Thursday, July 10th, 2014

Giving new meaning to hat head

4738I ventured into a high-fashion situation on Friday and lived to tell about it.

The scene: Franklin Park Conservatory

The theme: Hat Day

The crowd: 550 women dressed to the nines to raise money for plants

Where did I fit into this picture? Well, anyone who knows me knows that my head is too big for hats and I’m lucky to dress to the fives most days, let alone the nines. I like plants. Plants are good. But I’m no green thumb.

My place at the fundraiser was as a sidekick to my mom. My parents’ photography studio does all of the imagery for the Hat Day invitations, programs and promotions. In exchange, mom snags a couple of tickets to the big event. Since she is the lone female in the company and my dad hasn’t worn a dress since his high school talent show gag, I got the extra golden ticket.

Of course, with the ticket came the obligation to put something on my head. My collection of hats is limited to a Yankees baseball cap I got on vacation a few years ago and a black stocking cap embroidered with a gas company logo (a freebie from my husband’s work).

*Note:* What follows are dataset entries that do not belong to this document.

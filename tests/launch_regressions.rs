use std::io::Write;
use std::process::{Command, Stdio};

fn run_shell(lines: &[&str]) -> std::process::Output {
    let mut child = Command::new(env!("CARGO_BIN_EXE_jcsh"))
        .stdin(Stdio::piped())
        .stdout(Stdio::piped())
        .stderr(Stdio::piped())
        .spawn()
        .expect("spawn jcsh");

    {
        let stdin = child.stdin.as_mut().expect("stdin");
        for line in lines {
            writeln!(stdin, "{line}").expect("write line");
        }
        writeln!(stdin, "exit").expect("write exit");
    }

    child.wait_with_output().expect("wait output")
}

#[test]
fn exit_says_bye_and_succeeds() {
    let output = run_shell(&[]);
    let stdout = String::from_utf8_lossy(&output.stdout);
    assert!(stdout.contains("Bye"), "stdout was: {stdout}");
    assert!(output.status.success());
}

#[test]
fn foreground_status_line_reports_exit_code() {
    let output = run_shell(&["sh -c 'exit 3'"]);
    let stdout = String::from_utf8_lossy(&output.stdout);
    assert!(stdout.contains("Foreground pid: "), "stdout was: {stdout}");
    assert!(
        stdout.contains("command: sh, Exited, info: 3"),
        "stdout was: {stdout}"
    );
}

#[test]
fn unknown_command_exits_with_failure_and_shell_continues() {
    let output = run_shell(&["jcsh-no-such-command-xyz", "echo ALIVE"]);
    let stdout = String::from_utf8_lossy(&output.stdout);
    let stderr = String::from_utf8_lossy(&output.stderr);
    assert!(
        stderr.contains("Error, command not found: jcsh-no-such-command-xyz"),
        "stderr was: {stderr}"
    );
    assert!(
        stdout.contains("command: jcsh-no-such-command-xyz, Exited, info: 1"),
        "stdout was: {stdout}"
    );
    assert!(stdout.contains("ALIVE"), "stdout was: {stdout}");
}

#[test]
fn unknown_background_command_is_reaped_like_any_job() {
    let output = run_shell(&["jcsh-no-such-command-xyz &", "sleep 1", "jobs"]);
    let stdout = String::from_utf8_lossy(&output.stdout);
    let stderr = String::from_utf8_lossy(&output.stderr);
    assert!(
        stderr.contains("Error, command not found: jcsh-no-such-command-xyz"),
        "stderr was: {stderr}"
    );
    assert!(
        stdout.contains("Background job running... pid: "),
        "stdout was: {stdout}"
    );
    assert!(
        stdout.contains("Background pid: ")
            && stdout.contains("command: jcsh-no-such-command-xyz, Exited, info: 1"),
        "stdout was: {stdout}"
    );
    assert!(stdout.contains("There are no jobs in the list"), "stdout was: {stdout}");
}

#[test]
fn redirections_round_trip_through_a_file() {
    let path = std::env::temp_dir().join(format!("jcsh_redirect_{}.txt", std::process::id()));
    let write = format!("echo REDIRECTED > {}", path.display());
    let read = format!("cat < {}", path.display());

    let output = run_shell(&[write.as_str(), read.as_str()]);
    let stdout = String::from_utf8_lossy(&output.stdout);

    assert_eq!(stdout.matches("REDIRECTED").count(), 1, "stdout was: {stdout}");
    assert_eq!(std::fs::read_to_string(&path).unwrap(), "REDIRECTED\n");
    let _ = std::fs::remove_file(&path);
}

#[test]
fn cd_changes_directory_for_later_commands() {
    let output = run_shell(&["cd /", "sh -c 'echo CWD=$(pwd)'"]);
    let stdout = String::from_utf8_lossy(&output.stdout);
    assert!(stdout.contains("CWD=/\n"), "stdout was: {stdout}");
}

#[test]
fn cd_without_argument_is_reported() {
    let output = run_shell(&["cd"]);
    let stderr = String::from_utf8_lossy(&output.stderr);
    assert!(stderr.contains("missing argument for cd"), "stderr was: {stderr}");
}

#[test]
fn custom_prompt_from_environment() {
    let mut child = Command::new(env!("CARGO_BIN_EXE_jcsh"))
        .env("JCSH_PROMPT", "jcsh$ ")
        .stdin(Stdio::piped())
        .stdout(Stdio::piped())
        .stderr(Stdio::piped())
        .spawn()
        .expect("spawn jcsh");
    writeln!(child.stdin.as_mut().expect("stdin"), "exit").expect("write exit");

    let output = child.wait_with_output().expect("wait output");
    let stdout = String::from_utf8_lossy(&output.stdout);
    assert!(stdout.starts_with("jcsh$ "), "stdout was: {stdout}");
}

While I’m no fashion diva, I knew neither of these would fit the bill. I also knew better than to give into rebellion and buy the trucker hat I saw at The Andersons that said “High Voltage” on the front.

Mom came to my rescue. She showed up at my house a week before Hat Day with a bag full of bling: three newsboy style hats, each bejeweled with rhinestones. I got my pick of color. The selection worked on so many levels:

• The poofy style accommodated my girthy skull.

• None of the colors matched the two dresses in my closet, which means I got to wear pants!

• When the rain clouds cleared, the rhinestones sparkled in the sun, taking attention away from the fact that I burned a perfect imprint of the iron into back right leg of my don’t-set-the-iron-on-high nylon capris pants.

• Mom’s hat matched mine in every way except color, which put us in somewhat the same company as the woman whose New York-designed canary yellow feather number matched the one her lapdog was wearing.

Who knew dressing up could be so much fun?